In particular, the Battle Cannon and Gatling Cannon both look like fantastic anti-infantry options, especially as they come with the flamer (gatling) and additional stubber (battle) to supplement the output.
Its aura is by far the worst of the big knights, and I would not rate it as a particularly strong reason to include it in a list.
I would probably avoid melee/ranged versions of this model as the Abominant and Desecrator both seem to fill that role and better, but with the Towering keyword and a ton of options to tailer this model to a particular need, I could easily see the Despoiler slotting into lists.
The absolute best of the codex Abhorrents, the Desecrator packs a gnarly ranged weapon which can instantly vaporize enemy vehicles and monsters as well as reasonable melee capability for a big knight and the best Aura for War Dogs.
Unless this model is many more points than the other titanic knights, I expect to see this on the table in most knight lists.
Faster, more accurate in melee, and able to advance and charge once per game, I still can’t see playing a Rampager in competitive games unless he is significantly cheaper than the other large knights. In a faction where each model really needs to contribute significantly every game, only really working in the fight phase is a huge problem. Terrain no longer blocks enemy models from the wrath of a large knight with a gun, so this difference becomes even more pronounced.
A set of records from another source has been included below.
#[tokio::test]
async fn test_upstream_rejection_is_reported() {
    let app = Router::new()
        .route(AMADEUS_TOKEN_PATH, post(token))
        .route("/v2/shopping/flight-offers", get(failing_offers));
    let base = spawn_server(app).await;
    let client = Arc::new(
        ApiClient::new(
            "amadeus",
            &base,
            Credentials::ClientCredentials {
                token_url: AMADEUS_TOKEN_PATH.into(),
                client_id: "id".into(),
                client_secret: SecretString::from("secret".to_string()),
            },
        )
        .unwrap(),
    );
    let tool = SearchFlightsTool::new(client, "INR");
    let err = tool
        .execute(json!({"origin": "DEL", "destination": "GOI", "departure_date": "2026-12-20"}))
        .await
        .unwrap_err();
    assert_eq!(err.status(), Some(400));
    assert!(err.to_string().contains("INVALID DATE"));
}

#[tokio::test]
async fn test_search_hotels_resolves_city_and_caps_results() {
    let registry = stub_registry().await;
    let output = run(
        &registry,
        "search_hotels",
        json!({"city": "Goa", "check_in_date": "2026-12-20", "check_out_date": "2026-12-24"}),
    )
    .await
    .unwrap();

    assert_eq!(output["city_code"], "GOI");
    assert_eq!(output["hotels"].as_array().unwrap().len(), 10);
    assert_eq!(output["hotels"][0]["hotel_id"], "GOI000");
    assert_eq!(output["meta"]["adults"], 1);
}

#[tokio::test]
async fn test_search_hotels_rejects_inverted_stay() {
    let registry = stub_registry().await;
    let err = run(
        &registry,
        "search_hotels",
        json!({"city": "GOI", "check_in_date": "2026-12-24", "check_out_date": "2026-12-20"}),
    )
    .await
    .unwrap_err();
    assert!(matches!(err, Error::InvalidInput(_)));
}

#[tokio::test]
async fn test_weather_geocodes_then_forecasts() {
    let registry = stub_registry().await;
    let output = run(&registry, "get_weather_forecast", json!({"location": "Goa", "days": 30}))
        .await
        .unwrap();

    assert_eq!(output["location"], "Goa, India");
    assert_eq!(output["forecast"]["days"], "10");
    assert_eq!(output["forecast"]["lat"], "15.3");
    assert_eq!(output["forecast"]["key_header"], "maps-key");

    let err = run(&registry, "get_weather_forecast", json!({"location": "Atlantis"}))
        .await
        .unwrap_err();
    assert!(matches!(err, Error::InvalidInput(_)));
}

#[tokio::test]
async fn test_find_places_sends_field_mask() {
    let registry = stub_registry().await;
    let output = run(&registry, "find_places", json!({"query": "beach shacks in Goa"}))
        .await
        .unwrap();

    assert_eq!(output["body"]["textQuery"], "beach shacks in Goa");
    assert_eq!(output["body"]["maxResultCount"], 5);
    assert!(output["mask"].as_str().unwrap().contains("places.displayName"));
}

#[tokio::test]
async fn test_train_seats_uses_rapidapi_headers() {
    let registry = stub_registry().await;
    let output = run(
        &registry,
        "check_train_seats",
        json!({
            "train_number": "12617", "from_station": "ndls", "to_station": "mao",
            "date": "2026-12-20", "class_type": "3a"
        }),
    )
    .await
    .unwrap();

    assert_eq!(output["host"], "rail.example");
    assert_eq!(output["key"], "rail-key");
    assert_eq!(output["echo"]["classType"], "3A");
    assert_eq!(output["echo"]["quota"], "GN");
    assert_eq!(output["echo"]["toStationCode"], "MAO");
}

#[tokio::test]
async fn test_seat_availability_lists_classes_per_segment() {
    let registry = stub_registry().await;
    let output = run(
        &registry,
        "check_flight_availability",
        json!({
            "origin": "bom", "destination": "goi", "departure_date": "2026-12-20",
            "departure_time": "10:30:00", "adults": 2, "children": 1, "infants": 1
        }),
    )
    .await
    .unwrap();

    assert_eq!(output["origin"], "BOM");
    let segment = &output["flights"][0]["segments"][0];
    assert_eq!(segment["flight"], "6E531");
    assert_eq!(segment["departure"]["iataCode"], "BOM");
    assert_eq!(segment["departure"]["at"], "2026-12-20T10:30:00");
    assert_eq!(segment["classes"][0], json!({"class": "Y", "seats": 3}));
    assert_eq!(segment["classes"].as_array().unwrap().len(), 2);
}

#[tokio::test]
async fn test_seat_availability_validates_travelers_and_time() {
    let registry = stub_registry().await;
    let base = json!({"origin": "BOM", "destination": "GOI", "departure_date": "2026-12-20"});

    let mut more_infants = base.clone();
    more_infants["infants"] = json!(2);
    let err = run(&registry, "check_flight_availability", more_infants)
        .await
        .unwrap_err();
    assert!(matches!(err, Error::InvalidInput(_)));

    let mut bad_time = base.clone();
    bad_time["departure_time"] = json!("10am");
    let err = run(&registry, "check_flight_availability", bad_time)
        .await
        .unwrap_err();
    assert!(err.to_string().contains("HH:MM:SS"));

    let output = run(&registry, "check_flight_availability", base).await.unwrap();
    assert_eq!(output["flights"][0]["segments"][0]["departure"]["at"], "2026-12-20T00:00:00");
    assert_eq!(output["flights"][0]["segments"][0]["classes"][0]["seats"], 1);
}

#[test]
fn test_traveler_ids_are_sequential() {
    let list = flights::travelers(1, 1, 1);
    let kinds: Vec<_> = list.iter().map(|t| t["travelerType"].as_str().unwrap()).collect();
    let ids: Vec<_> = list.iter().map(|t| t["id"].as_str().unwrap()).collect();
    assert_eq!(kinds, ["ADULT", "CHILD", "HELD_INFANT"]);
    assert_eq!(ids, ["1", "2", "3"]);
}

#[tokio::test]
async fn test_hotel_details_summarizes_offers() {
    let registry = stub_registry().await;
    let output = run(
        &registry,
        "get_hotel_details",
        json!({
            "hotel_id": "goi001", "check_in_date": "2026-12-20",
            "check_out_date": "2026-12-24", "adults": 2
        }),
    )
    .await
    .unwrap();

    assert_eq!(output["hotel_id"], "GOI001");
    assert_eq!(output["name"], "Sea Breeze");
    let offer = &output["offers"][0];
    assert_eq!(offer["check_in_date"], "2026-12-20");
    assert_eq!(offer["room"], "Deluxe room for 2");
    assert_eq!(offer["price"], json!({"total": "18400.00", "currency": "INR"}));
    assert_eq!(offer["board_type"], "BREAKFAST");
}

#[tokio::test]
async fn test_hotel_details_rejects_bad_ids_and_empty_results() {
    let registry = stub_registry().await;
    let err = run(&registry, "get_hotel_details", json!({"hotel_id": "GOI/../x"}))
        .await
        .unwrap_err();
    assert!(matches!(err, Error::InvalidInput(_)));

    let err = run(
        &registry,
        "get_hotel_details",
        json!({"hotel_id": "GOI001", "check_in_date": "2026-12-24", "check_out_date": "2026-12-20"}),
    )
    .await
    .unwrap_err();
    assert!(err.to_string().contains("after check_in_date"));

    let err = run(&registry, "get_hotel_details", json!({"hotel_id": "EMPTY001"}))
        .await
        .unwrap_err();
    assert!(err.to_string().contains("No offers"));
}

#[tokio::test]
async fn test_day_trip_follows_optimized_order() {
    let registry = stub_registry().await;
    let output = run(
        &registry,
        "optimize_day_trip",
        json!({
            "start": "Taj Fort Aguada, Goa",
            "stops": ["Fort Aguada", "Baga Beach", "Anjuna Flea Market"],
            "travel_mode": "drive"
        }),
    )
    .await
    .unwrap();

    assert_eq!(
        output["order"],
        json!(["Anjuna Flea Market", "Baga Beach", "Fort Aguada"])
    );
    let itinerary = output["itinerary"].as_array().unwrap();
    assert_eq!(itinerary.len(), 4);
    assert_eq!(itinerary[0]["to"], "Anjuna Flea Market");
    assert_eq!(itinerary[0]["duration"], "600s");
    assert_eq!(itinerary[3]["to"], "Taj Fort Aguada, Goa");
    assert_eq!(itinerary[3]["distance_meters"], 4000);
    assert_eq!(output["end"], "Taj Fort Aguada, Goa");
    assert_eq!(output["total_duration"], "5400s");
}

#[tokio::test]
async fn test_day_trip_rejects_transit_and_oversized_lists() {
    let registry = stub_registry().await;
    let err = run(
        &registry,
        "optimize_day_trip",
        json!({"start": "Panaji", "stops": ["Old Goa"], "travel_mode": "TRANSIT"}),
    )
    .await
    .unwrap_err();
    assert!(matches!(err, Error::InvalidInput(_)));

    let stops: Vec<String> = (0..26).map(|i| format!("Stop {i}")).collect();
    let err = run(&registry, "optimize_day_trip", json!({"start": "Panaji", "stops": stops}))
        .await
        .unwrap_err();
    assert!(err.to_string().contains("At most 25"));

    let err = run(&registry, "optimize_day_trip", json!({"start": "Panaji", "stops": ["  "]}))
        .await
        .unwrap_err();
    assert!(matches!(err, Error::InvalidInput(_)));
}

#[test]
fn test_visiting_order_rejects_partial_permutations() {
    let route = json!({"optimizedIntermediateWaypointIndex": [1, 1]});
    assert!(maps::visiting_order(&route, 2).is_err());
    let route = json!({"optimizedIntermediateWaypointIndex": [1, 0]});
    assert_eq!(maps::visiting_order(&route, 2).unwrap(), vec![1, 0]);
    assert_eq!(maps::visiting_order(&json!({}), 3).unwrap(), vec![0, 1, 2]);
}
That said, the universal access to moving through terrain combined with the ability to advance and charge might earn this model a place on the table in some builds, particularly if Karnivores are cheap and often played.
It’s the strangest of the titanic knights, with the worst ranged output, the worst melee output, and very little in the way of defensive tech.
However, it also has the opportunity to force enemy battleshock tests mid turn to turn on +1 to wound for the army guns and can pop out a truly ludicrous number of mortal wounds turn over turn to help trigger more battleshock tests in the next command phase.
I think points are ultimately going to determine whether this model sees play or whether it is relegated to the shelf. If it is cheap enough, I could see running multiples of this model to force multiple battle shocks and perform mass mortal wound bombs.
If it is more expensive than the rest, I am unsure if it will make the cut.
And finally we come to the Tyrant. I am actually fairly excited about this model in a vacuum. T13 is a massive breakpoint. Turning off enemy reinforcements within 12 is a powerful rule, and giving War Dogs in the open the Benefit of Cover is also extremely powerful.
Similarly, this model has a 2+ save in a world of AP -1, and the most powerful ranged weapons the faction has access to (and many of them at a time).
But the points will, once again, make or break this model. If it stays approximately 600 points as it was in 9th, it is dead on arrival. It is not survivable enough to cost 1/3 of a list, and does not have enough extra ranged damage to compare to 4 War Dogs or 1.5 Abhorrent Knights.
Overall, I think knights have pretty strong rules, very strong stratagems, and a decent suite of enhancements and army rules.
But we are missing too many important data points to make a definitive call where we will stand in 10th.
First, we need to know what the forgeworld side of the stable looks like. We know Cerastus Knights are coming to us sometime this summer, and they could be the mixed arms with an emphasis on melee portion of the equation when it comes to the faction that we are really missing.
I think the points are going to be crucial to determining the viability of most of the big knights. 400 points is probably the highest we can really afford to pay for the Abhorrents with enhancements, and the Tyrant really needs to be 500 or less.
Overall, I’m tentatively excited to keep repping the cooler knights, and I can’t wait to see more soon.